### YOUR TASK
Write out every record again, exactly.

### DATA SECTION
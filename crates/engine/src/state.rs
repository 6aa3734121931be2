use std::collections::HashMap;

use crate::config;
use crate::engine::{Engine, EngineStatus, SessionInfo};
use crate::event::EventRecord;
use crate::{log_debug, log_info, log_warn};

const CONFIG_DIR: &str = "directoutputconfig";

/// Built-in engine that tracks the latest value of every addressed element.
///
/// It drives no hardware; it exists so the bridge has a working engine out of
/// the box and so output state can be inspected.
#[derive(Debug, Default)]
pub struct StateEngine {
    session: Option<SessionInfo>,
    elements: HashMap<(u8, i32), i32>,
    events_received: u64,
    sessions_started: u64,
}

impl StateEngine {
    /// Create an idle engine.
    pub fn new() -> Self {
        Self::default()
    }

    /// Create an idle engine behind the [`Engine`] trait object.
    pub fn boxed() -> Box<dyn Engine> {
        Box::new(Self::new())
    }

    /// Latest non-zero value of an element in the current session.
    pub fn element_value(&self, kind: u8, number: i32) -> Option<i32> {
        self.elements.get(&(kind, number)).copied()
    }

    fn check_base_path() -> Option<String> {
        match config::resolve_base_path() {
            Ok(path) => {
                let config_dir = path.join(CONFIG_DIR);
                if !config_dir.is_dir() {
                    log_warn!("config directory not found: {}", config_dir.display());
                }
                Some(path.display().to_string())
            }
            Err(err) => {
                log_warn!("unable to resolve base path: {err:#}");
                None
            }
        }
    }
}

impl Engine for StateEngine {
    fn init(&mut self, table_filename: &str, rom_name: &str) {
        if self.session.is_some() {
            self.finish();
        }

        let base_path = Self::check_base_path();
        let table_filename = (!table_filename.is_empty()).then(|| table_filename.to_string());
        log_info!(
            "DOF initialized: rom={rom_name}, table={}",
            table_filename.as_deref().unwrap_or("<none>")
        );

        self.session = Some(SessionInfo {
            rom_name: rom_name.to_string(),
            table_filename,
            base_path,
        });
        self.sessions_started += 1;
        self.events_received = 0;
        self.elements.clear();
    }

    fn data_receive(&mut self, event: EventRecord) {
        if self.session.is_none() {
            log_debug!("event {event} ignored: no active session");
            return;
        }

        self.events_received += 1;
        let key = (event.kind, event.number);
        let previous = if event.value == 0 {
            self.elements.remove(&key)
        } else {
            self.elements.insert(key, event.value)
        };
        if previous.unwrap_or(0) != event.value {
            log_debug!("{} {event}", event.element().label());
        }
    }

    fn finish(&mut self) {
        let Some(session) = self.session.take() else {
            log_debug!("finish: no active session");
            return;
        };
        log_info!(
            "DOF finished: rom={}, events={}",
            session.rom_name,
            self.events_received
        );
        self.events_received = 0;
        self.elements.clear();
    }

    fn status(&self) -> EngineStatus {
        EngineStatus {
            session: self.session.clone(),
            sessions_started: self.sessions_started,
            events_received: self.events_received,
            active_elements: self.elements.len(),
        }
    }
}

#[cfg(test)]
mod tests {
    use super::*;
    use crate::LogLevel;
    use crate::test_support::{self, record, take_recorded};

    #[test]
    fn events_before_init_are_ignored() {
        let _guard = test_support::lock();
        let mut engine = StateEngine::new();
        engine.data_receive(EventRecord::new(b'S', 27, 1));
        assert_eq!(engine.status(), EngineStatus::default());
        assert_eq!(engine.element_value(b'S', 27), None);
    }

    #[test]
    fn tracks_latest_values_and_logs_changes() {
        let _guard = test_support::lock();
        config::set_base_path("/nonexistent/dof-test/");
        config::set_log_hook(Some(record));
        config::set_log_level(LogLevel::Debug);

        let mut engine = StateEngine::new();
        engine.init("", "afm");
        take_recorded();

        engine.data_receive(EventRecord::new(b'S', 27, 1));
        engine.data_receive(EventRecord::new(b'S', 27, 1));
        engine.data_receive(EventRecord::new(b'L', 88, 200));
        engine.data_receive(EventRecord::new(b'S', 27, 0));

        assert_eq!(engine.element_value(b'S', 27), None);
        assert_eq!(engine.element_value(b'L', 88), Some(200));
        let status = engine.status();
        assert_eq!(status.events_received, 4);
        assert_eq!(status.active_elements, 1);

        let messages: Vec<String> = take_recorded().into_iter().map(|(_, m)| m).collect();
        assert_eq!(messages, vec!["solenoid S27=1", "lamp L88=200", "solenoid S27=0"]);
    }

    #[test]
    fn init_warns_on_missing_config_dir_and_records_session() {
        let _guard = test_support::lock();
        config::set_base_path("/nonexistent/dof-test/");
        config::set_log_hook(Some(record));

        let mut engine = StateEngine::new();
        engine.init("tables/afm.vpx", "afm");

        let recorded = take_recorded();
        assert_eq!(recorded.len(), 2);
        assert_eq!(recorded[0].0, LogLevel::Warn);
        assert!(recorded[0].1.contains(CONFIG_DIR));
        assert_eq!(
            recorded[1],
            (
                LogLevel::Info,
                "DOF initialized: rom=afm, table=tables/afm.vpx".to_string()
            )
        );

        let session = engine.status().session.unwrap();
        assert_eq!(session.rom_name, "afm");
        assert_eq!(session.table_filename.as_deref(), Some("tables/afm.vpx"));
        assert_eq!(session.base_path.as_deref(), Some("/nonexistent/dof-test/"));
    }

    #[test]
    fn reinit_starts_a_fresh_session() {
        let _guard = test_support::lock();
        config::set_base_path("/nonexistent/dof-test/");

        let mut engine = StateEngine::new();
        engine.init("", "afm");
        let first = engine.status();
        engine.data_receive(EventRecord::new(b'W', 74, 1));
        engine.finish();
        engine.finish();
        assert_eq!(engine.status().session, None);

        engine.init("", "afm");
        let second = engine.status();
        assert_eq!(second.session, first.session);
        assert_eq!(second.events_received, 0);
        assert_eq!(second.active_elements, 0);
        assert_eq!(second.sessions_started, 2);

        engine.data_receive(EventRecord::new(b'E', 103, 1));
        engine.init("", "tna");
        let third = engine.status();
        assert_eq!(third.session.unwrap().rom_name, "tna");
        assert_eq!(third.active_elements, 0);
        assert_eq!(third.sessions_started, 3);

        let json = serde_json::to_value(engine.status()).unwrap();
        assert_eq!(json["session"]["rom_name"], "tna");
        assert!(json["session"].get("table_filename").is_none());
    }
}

### WRITTEN SOLUTION
filename crates/engine/src/state.rs
repository 6aa3734121931be2
use std::collections::HashMap;

use crate::config;
use crate::engine::{Engine, EngineStatus, SessionInfo};
use crate::event::EventRecord;
use crate::{log_debug, log_info, log_warn};

const CONFIG_DIR: &str = "directoutputconfig";

/// Built-in engine that tracks the latest value of every addressed element.
///
/// It drives no hardware; it exists so the bridge has a working engine out of
/// the box and so output state can be inspected.
#[derive(Debug, Default)]
pub struct StateEngine {
    session: Option<SessionInfo>,
    elements: HashMap<(u8, i32), i32>,
    events_received: u64,
    sessions_started: u64,
}

impl StateEngine {
    /// Create an idle engine.
    pub fn new() -> Self {
        Self::default()
    }

    /// Create an idle engine behind the [`Engine`] trait object.
    pub fn boxed() -> Box<dyn Engine> {
        Box::new(Self::new())
    }

    /// Latest non-zero value of an element in the current session.
    pub fn element_value(&self, kind: u8, number: i32) -> Option<i32> {
        self.elements.get(&(kind, number)).copied()
    }

    fn check_base_path() -> Option<String> {
        match config::resolve_base_path() {
            Ok(path) => {
                let config_dir = path.join(CONFIG_DIR);
                if !config_dir.is_dir() {
                    log_warn!("config directory not found: {}", config_dir.display());
                }
                Some(path.display().to_string())
            }
            Err(err) => {
                log_warn!("unable to resolve base path: {err:#}");
                None
            }
        }
    }
}

impl Engine for StateEngine {
    fn init(&mut self, table_filename: &str, rom_name: &str) {
        if self.session.is_some() {
            self.finish();
        }

        let base_path = Self::check_base_path();
        let table_filename = (!table_filename.is_empty()).then(|| table_filename.to_string());
        log_info!(
            "DOF initialized: rom={rom_name}, table={}",
            table_filename.as_deref().unwrap_or("<none>")
        );

        self.session = Some(SessionInfo {
            rom_name: rom_name.to_string(),
            table_filename,
            base_path,
        });
        self.sessions_started += 1;
        self.events_received = 0;
        self.elements.clear();
    }

    fn data_receive(&mut self, event: EventRecord) {
        if self.session.is_none() {
            log_debug!("event {event} ignored: no active session");
            return;
        }

        self.events_received += 1;
        let key = (event.kind, event.number);
        let previous = if event.value == 0 {
            self.elements.remove(&key)
        } else {
            self.elements.insert(key, event.value)
        };
        if previous.unwrap_or(0) != event.value {
            log_debug!("{} {event}", event.element().label());
        }
    }

    fn finish(&mut self) {
        let Some(session) = self.session.take() else {
            log_debug!("finish: no active session");
            return;
        };
        log_info!(
            "DOF finished: rom={}, events={}",
            session.rom_name,
            self.events_received
        );
        self.events_received = 0;
        self.elements.clear();
    }

    fn status(&self) -> EngineStatus {
        EngineStatus {
            session: self.session.clone(),
            sessions_started: self.sessions_started,
            events_received: self.events_received,
            active_elements: self.elements.len(),
        }
    }
}

#[cfg(test)]
mod tests {
    use super::*;
    use crate::LogLevel;
    use crate::test_support::{self, record, take_recorded};

    #[test]
    fn events_before_init_are_ignored() {
        let _guard = test_support::lock();
        let mut engine = StateEngine::new();
        engine.data_receive(EventRecord::new(b'S', 27, 1));
        assert_eq!(engine.status(), EngineStatus::default());
        assert_eq!(engine.element_value(b'S', 27), None);
    }

    #[test]
    fn tracks_latest_values_and_logs_changes() {
        let _guard = test_support::lock();
        config::set_base_path("/nonexistent/dof-test/");
        config::set_log_hook(Some(record));
        config::set_log_level(LogLevel::Debug);

        let mut engine = StateEngine::new();
        engine.init("", "afm");
        take_recorded();

        engine.data_receive(EventRecord::new(b'S', 27, 1));
        engine.data_receive(EventRecord::new(b'S', 27, 1));
        engine.data_receive(EventRecord::new(b'L', 88, 200));
        engine.data_receive(EventRecord::new(b'S', 27, 0));

        assert_eq!(engine.element_value(b'S', 27), None);
        assert_eq!(engine.element_value(b'L', 88), Some(200));
        let status = engine.status();
        assert_eq!(status.events_received, 4);
        assert_eq!(status.active_elements, 1);

        let messages: Vec<String> = take_recorded().into_iter().map(|(_, m)| m).collect();
        assert_eq!(messages, vec!["solenoid S27=1", "lamp L88=200", "solenoid S27=0"]);
    }

    #[test]
    fn init_warns_on_missing_config_dir_and_records_session() {
        let _guard = test_support::lock();
        config::set_base_path("/nonexistent/dof-test/");
        config::set_log_hook(Some(record));

        let mut engine = StateEngine::new();
        engine.init("tables/afm.vpx", "afm");

        let recorded = take_recorded();
        assert_eq!(recorded.len(), 2);
        assert_eq!(recorded[0].0, LogLevel::Warn);
        assert!(recorded[0].1.contains(CONFIG_DIR));
        assert_eq!(
            recorded[1],
            (
                LogLevel::Info,
                "DOF initialized: rom=afm, table=tables/afm.vpx".to_string()
            )
        );

        let session = engine.status().session.unwrap();
        assert_eq!(session.rom_name, "afm");
        assert_eq!(session.table_filename.as_deref(), Some("tables/afm.vpx"));
        assert_eq!(session.base_path.as_deref(), Some("/nonexistent/dof-test/"));
    }

    #[test]
    fn reinit_starts_a_fresh_session() {
        let _guard = test_support::lock();
        config::set_base_path("/nonexistent/dof-test/");

        let mut engine = StateEngine::new();
        engine.init("", "afm");
        let first = engine.status();
        engine.data_receive(EventRecord::new(b'W', 74, 1));
        engine.finish();
        engine.finish();
        assert_eq!(engine.status().session, None);

        engine.init("", "afm");
        let second = engine.status();
        assert_eq!(second.session, first.session);
        assert_eq!(second.events_received, 0);
        assert_eq!(second.active_elements, 0);
        assert_eq!(second.sessions_started, 2);

        engine.data_receive(EventRecord::new(b'E', 103, 1));
        engine.init("", "tna");
        let third = engine.status();
        assert_eq!(third.session.unwrap().rom_name, "tna");
        assert_eq!(third.active_elements, 0);
        assert_eq!(third.sessions_started, 3);

        let json = serde_json::to_value(engine.status()).unwrap();
        assert_eq!(json["session"]["rom_name"], "tna");
        assert!(json["session"].get("table_filename").is_none());
    }
}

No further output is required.